If for some reason Leonard’s injury luck were to take a bad turn again or if his level of play were to suddenly drop off dramatically and he knew he wouldn’t be able to command max money anymore on his next contract, that player option for the last year on whatever deal might be made is a huge incentive for the Raptors to give him because they can offer him the comfiest security blanket of any team.
There really isn’t a good enough reason for Leonard not to sign short-term with the Raptors.
Can align with Raptors’ apparent competitive window
Now that we’ve got all the technicality of financials out of the way, the other big reason Leonard should sign a short-term deal with Toronto is the fact it would align with the Raptors’ apparent window.
Additionally, it gives both him and the team a built-in bailout option if things were to go sour while still keeping good will among the fan base.
The summer of 2020 will be a monumental one for the Raptors because the only player who will actually be under contract for the 2020-21 season is Norman Powell. Everyone else will either be an unrestricted free agent or restricted free agent.
Therefore, the Raptors will, essentially, only have one more season to take another kick at this championship can and will immediately have the option to shake things up.
This is an attractive situation for Leonard because if he does only do a one-year deal with a second-year option, he can determine what the direction of the team is and if he doesn’t like it can request a trade or easily walk away, scenarios that wouldn’t really hurt the Raptors much since they’ve seemingly already been preparing for this.
Better yet, unlike past stars who have left the Raptors like Vince Carter and Chris Bosh, should Leonard sign a short-term deal this summer and then get traded or leave as soon as possible, the very symbol of him re-upping with Toronto after the legendary post-season run he’s been enjoying should be so strong he would be fondly remembered, like past Toronto sports mercenary icons such as Paul Molitor and Dave Stewart.
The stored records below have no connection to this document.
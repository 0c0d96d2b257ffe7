pub mod weather_service;

pub use weather_service::{
    request_fetch as request_weather_fetch, request_locations as request_weather_locations,
    WeatherError, WeatherServiceMessage,
};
Build on evident trusting relationship with Raptors management and medical staff
“Just to be able to be healthy, that’s my No. 1 goal. Play a long, healthy career and be able to be dominant wherever I land.”
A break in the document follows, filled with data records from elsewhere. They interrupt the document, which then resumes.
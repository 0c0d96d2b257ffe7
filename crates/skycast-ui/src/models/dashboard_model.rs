use std::sync::Arc;
use std::time::{Duration, Instant};

use skycast_core::{AppError, Completion, RequestId, ViewState, WeatherError};
use skycast_weather::{FetchedWeather, WeatherReport};

use crate::app_services::AppServices;
use crate::render::query_date_now;
use crate::services::{request_weather_fetch, request_weather_locations, WeatherServiceMessage};

/// Dashboard component state.
///
/// Owns the search input, the known locations and whatever the view is
/// showing. Network results arrive on the services channel and are applied
/// by [`poll`](Self::poll) or one of the `wait_*` methods on the caller's
/// thread.
pub struct DashboardModel {
    services: Arc<AppServices>,
    state: ViewState,
    last_request_id: RequestId,
    input: String,
    locations: Vec<String>,
    locations_pending: bool,
    query_date: String,
    searched_location: Option<String>,
    weather: Option<FetchedWeather>,
    error_message: Option<String>,
}

impl DashboardModel {
    pub fn new(services: Arc<AppServices>) -> Self {
        let query_date = query_date_now(&services.config().ui.date_format);

        Self {
            services,
            state: ViewState::Idle,
            last_request_id: 0,
            input: String::new(),
            locations: Vec::new(),
            locations_pending: false,
            query_date,
            searched_location: None,
            weather: None,
            error_message: None,
        }
    }

    /// Start loading the location list.
    pub fn load(&mut self) {
        self.locations_pending = true;
        request_weather_locations(&self.services);
    }

    pub fn set_input(&mut self, text: impl Into<String>) {
        self.input = text.into();
    }

    /// Search for the current input. Blank input shows an error instead of
    /// sending a request.
    pub fn search(&mut self) -> Option<RequestId> {
        let location = self.input.trim().to_string();
        if location.is_empty() {
            self.show_error(AppError::from(WeatherError::EmptyLocation).user_message());
            self.state = self.state.reject_input();
            return None;
        }
        Some(self.start_fetch(location))
    }

    /// Pick a location from the list and search for it.
    pub fn select_location(&mut self, index: usize) -> Option<RequestId> {
        let location = self.locations.get(index)?.clone();
        self.input = location.clone();
        Some(self.start_fetch(location))
    }

    fn start_fetch(&mut self, location: String) -> RequestId {
        self.last_request_id += 1;
        let request_id = self.last_request_id;

        self.state = self.state.begin_search(request_id);
        self.weather = None;
        self.error_message = None;
        self.searched_location = Some(location.clone());

        request_weather_fetch(&self.services, request_id, location);
        request_id
    }

    fn show_error(&mut self, message: String) {
        self.weather = None;
        self.error_message = Some(message);
    }

    /// Apply one service message. Returns true if anything visible changed.
    pub fn handle_message(&mut self, message: WeatherServiceMessage) -> bool {
        match message {
            WeatherServiceMessage::LocationsDone(result) => {
                self.locations_pending = false;
                match result {
                    Ok(locations) => {
                        self.locations = locations;
                        true
                    }
                    Err(e) => {
                        tracing::warn!("Keeping empty location list: {}", e);
                        false
                    }
                }
            }
            WeatherServiceMessage::FetchDone {
                request_id,
                location,
                result,
            } => match self.state.on_fetch_done(request_id, result.is_ok()) {
                Completion::Stale => {
                    tracing::debug!(
                        "Dropping stale weather for {} (request {}, awaiting {:?})",
                        location,
                        request_id,
                        self.state.pending_request()
                    );
                    false
                }
                Completion::Applied(next) => {
                    self.state = next;
                    match result {
                        Ok(weather) => {
                            self.weather = Some(weather);
                            self.error_message = None;
                        }
                        Err(e) => self.show_error(AppError::from(e).user_message()),
                    }
                    true
                }
            },
        }
    }

    /// Apply every message already waiting. Returns true if anything changed.
    pub fn poll(&mut self) -> bool {
        let mut changed = false;
        while let Some(message) = self.services.try_recv_weather_message() {
            changed |= self.handle_message(message);
        }
        changed
    }

    /// Wait up to `timeout` for one message, then drain the rest.
    pub fn wait_for_update(&mut self, timeout: Duration) -> bool {
        match self.services.recv_weather_message_timeout(timeout) {
            Some(message) => {
                let changed = self.handle_message(message);
                self.poll() || changed
            }
            None => false,
        }
    }

    /// Wait until neither a search nor the location list is outstanding.
    /// Returns false if `timeout` elapsed first.
    pub fn wait_until_settled(&mut self, timeout: Duration) -> bool {
        // None when `timeout` is too large to represent; wait without a deadline
        let deadline = Instant::now().checked_add(timeout);
        self.poll();
        while self.is_busy() {
            let remaining = match deadline {
                Some(deadline) => deadline.saturating_duration_since(Instant::now()),
                None => timeout,
            };
            if remaining.is_zero() {
                return false;
            }
            self.wait_for_update(remaining);
        }
        true
    }

    /// Tear down: cancel in-flight requests.
    pub fn shutdown(&mut self) {
        self.services.shutdown();
    }

    pub fn is_busy(&self) -> bool {
        self.state.is_loading() || self.locations_pending
    }

    pub fn state(&self) -> ViewState {
        self.state
    }

    pub fn input(&self) -> &str {
        &self.input
    }

    pub fn locations(&self) -> &[String] {
        &self.locations
    }

    pub fn query_date(&self) -> &str {
        &self.query_date
    }

    /// Location of the most recent search.
    pub fn searched_location(&self) -> Option<&str> {
        self.searched_location.as_deref()
    }

    /// Parsed report, only while displaying.
    pub fn report(&self) -> Option<&WeatherReport> {
        self.weather.as_ref().map(|w| &w.report)
    }

    /// Unparsed report text, only while displaying.
    pub fn raw_report(&self) -> Option<&str> {
        self.weather.as_ref().map(|w| w.raw.as_str())
    }

    pub fn error_message(&self) -> Option<&str> {
        self.error_message.as_deref()
    }

    pub fn show_raw(&self) -> bool {
        self.services.config().ui.show_raw
    }
}

impl Drop for DashboardModel {
    fn drop(&mut self) {
        self.shutdown();
    }
}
That was Leonard during his introductory press conference before the season began when he was asked about his career goals. As the season has played out, it appears to remain among the most telling statements Leonard’s made all season long.
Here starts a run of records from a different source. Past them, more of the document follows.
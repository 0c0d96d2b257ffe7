use serde::{Deserialize, Serialize};

/// Placeholder for numeric-ish fields that could not be extracted.
pub const NOT_AVAILABLE: &str = "N/A";

/// Placeholder for conditions that could not be extracted.
pub const UNKNOWN_CONDITIONS: &str = "Unknown";

/// One line of the report's forecast section
#[derive(Debug, Clone, PartialEq, Eq, Serialize, Deserialize)]
pub struct ForecastDay {
    pub day_label: String,
    pub conditions: String,
    pub high_temp: String,
    pub low_temp: String,
}

/// Structured view of a report text.
///
/// Values are kept as the raw text the server sent (units included).
#[derive(Debug, Clone, PartialEq, Eq, Serialize, Deserialize)]
pub struct WeatherReport {
    pub location_label: String,
    pub temperature: String,
    pub conditions: String,
    pub humidity: String,
    pub wind_speed: String,
    pub forecast_days: Vec<ForecastDay>,
}

impl WeatherReport {
    /// Report with every field at its sentinel.
    pub fn empty(location_label: impl Into<String>) -> Self {
        Self {
            location_label: location_label.into(),
            temperature: NOT_AVAILABLE.to_string(),
            conditions: UNKNOWN_CONDITIONS.to_string(),
            humidity: NOT_AVAILABLE.to_string(),
            wind_speed: NOT_AVAILABLE.to_string(),
            forecast_days: Vec::new(),
        }
    }
}

/// `GET /api/locations` body. Entries are kept loose so non-strings can be
/// dropped instead of failing the whole list.
#[derive(Debug, Deserialize)]
pub(crate) struct LocationsEnvelope {
    #[serde(default)]
    pub locations: Option<serde_json::Value>,
}

impl LocationsEnvelope {
    pub(crate) fn into_names(self) -> Vec<String> {
        match self.locations {
            Some(serde_json::Value::Array(items)) => items
                .into_iter()
                .filter_map(|item| match item {
                    serde_json::Value::String(name) => Some(name),
                    _ => None,
                })
                .collect(),
            _ => Vec::new(),
        }
    }
}

/// `GET /api/weather` body: `{ "data": ... }` or `{ "error": ... }`.
#[derive(Debug, Deserialize)]
pub(crate) struct WeatherEnvelope {
    #[serde(default)]
    pub data: Option<String>,
    #[serde(default)]
    pub error: Option<String>,
}

/// Weather API client errors
#[derive(Debug, thiserror::Error)]
pub enum WeatherError {
    #[error("Network error: {0}")]
    Network(#[from] reqwest::Error),
    #[error("Invalid base URL: {0}")]
    InvalidBaseUrl(String),
    #[error("Location must not be empty")]
    EmptyLocation,
    /// Explicit `error` field returned by the API.
    #[error("Weather API error: {0}")]
    Api(String),
    /// Non-2xx response without an `error` field.
    #[error("HTTP {status}: {message}")]
    Status { status: u16, message: String },
    #[error("Invalid response: {0}")]
    InvalidResponse(String),
}

#[cfg(test)]
mod tests {
    use super::*;

    #[test]
    fn test_empty_report_uses_sentinels() {
        let report = WeatherReport::empty("Chicago");
        assert_eq!(report.location_label, "Chicago");
        assert_eq!(report.temperature, "N/A");
        assert_eq!(report.conditions, "Unknown");
        assert_eq!(report.humidity, "N/A");
        assert_eq!(report.wind_speed, "N/A");
        assert!(report.forecast_days.is_empty());
    }

    #[test]
    fn test_locations_envelope_drops_non_strings() {
        let env: LocationsEnvelope = serde_json::from_str(
            r#"{"locations": ["Miami", 3, null, {"name": "x"}, "Seattle", ["y"]]}"#,
        )
        .unwrap();
        assert_eq!(env.into_names(), vec!["Miami", "Seattle"]);
    }

    #[test]
    fn test_locations_envelope_missing_or_not_array() {
        let missing: LocationsEnvelope = serde_json::from_str(r#"{}"#).unwrap();
        assert!(missing.into_names().is_empty());

        let scalar: LocationsEnvelope =
            serde_json::from_str(r#"{"locations": "Miami"}"#).unwrap();
        assert!(scalar.into_names().is_empty());
    }

    #[test]
    fn test_weather_envelope_variants() {
        let ok: WeatherEnvelope = serde_json::from_str(r#"{"data": "Weather for X:"}"#).unwrap();
        assert_eq!(ok.data.as_deref(), Some("Weather for X:"));
        assert!(ok.error.is_none());

        let err: WeatherEnvelope = serde_json::from_str(r#"{"error": "nope"}"#).unwrap();
        assert!(err.data.is_none());
        assert_eq!(err.error.as_deref(), Some("nope"));
    }

    #[test]
    fn test_report_serializes_snake_case_fields() {
        let json = serde_json::to_value(WeatherReport::empty("Miami")).unwrap();
        assert_eq!(json["location_label"], "Miami");
        assert_eq!(json["wind_speed"], "N/A");
        assert!(json["forecast_days"].as_array().unwrap().is_empty());
    }
}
Leonard only played 60 regular season games in 2018-19 as part of a load management program that had been outlined by Alex McKechnie and the Raptors’ medical staff. It’s a program that has paid remarkable dividends for Leonard and the Raptors and, to borrow his words, allowed him to dominate in ways that he’s never done before.
It’s clear Leonard cares a great deal about his long-term health and his ability to play NBA basketball at the highest-level possible for a prolonged period of time and to do so he has to be able to trust what a team’s training staff is doing for him.
In one season with the Raptors, it looks like it’s so far, so good on that front and you’d have to think Leonard would be open to trying things out again with the Raptors, if only at least for one more year based on the results he’s seen from this season.
If things go south with Raptors’ management staff and their medical staff in this second-year trial for Leonard, so be it. It’s still just one season, and maybe even less if he were to get traded.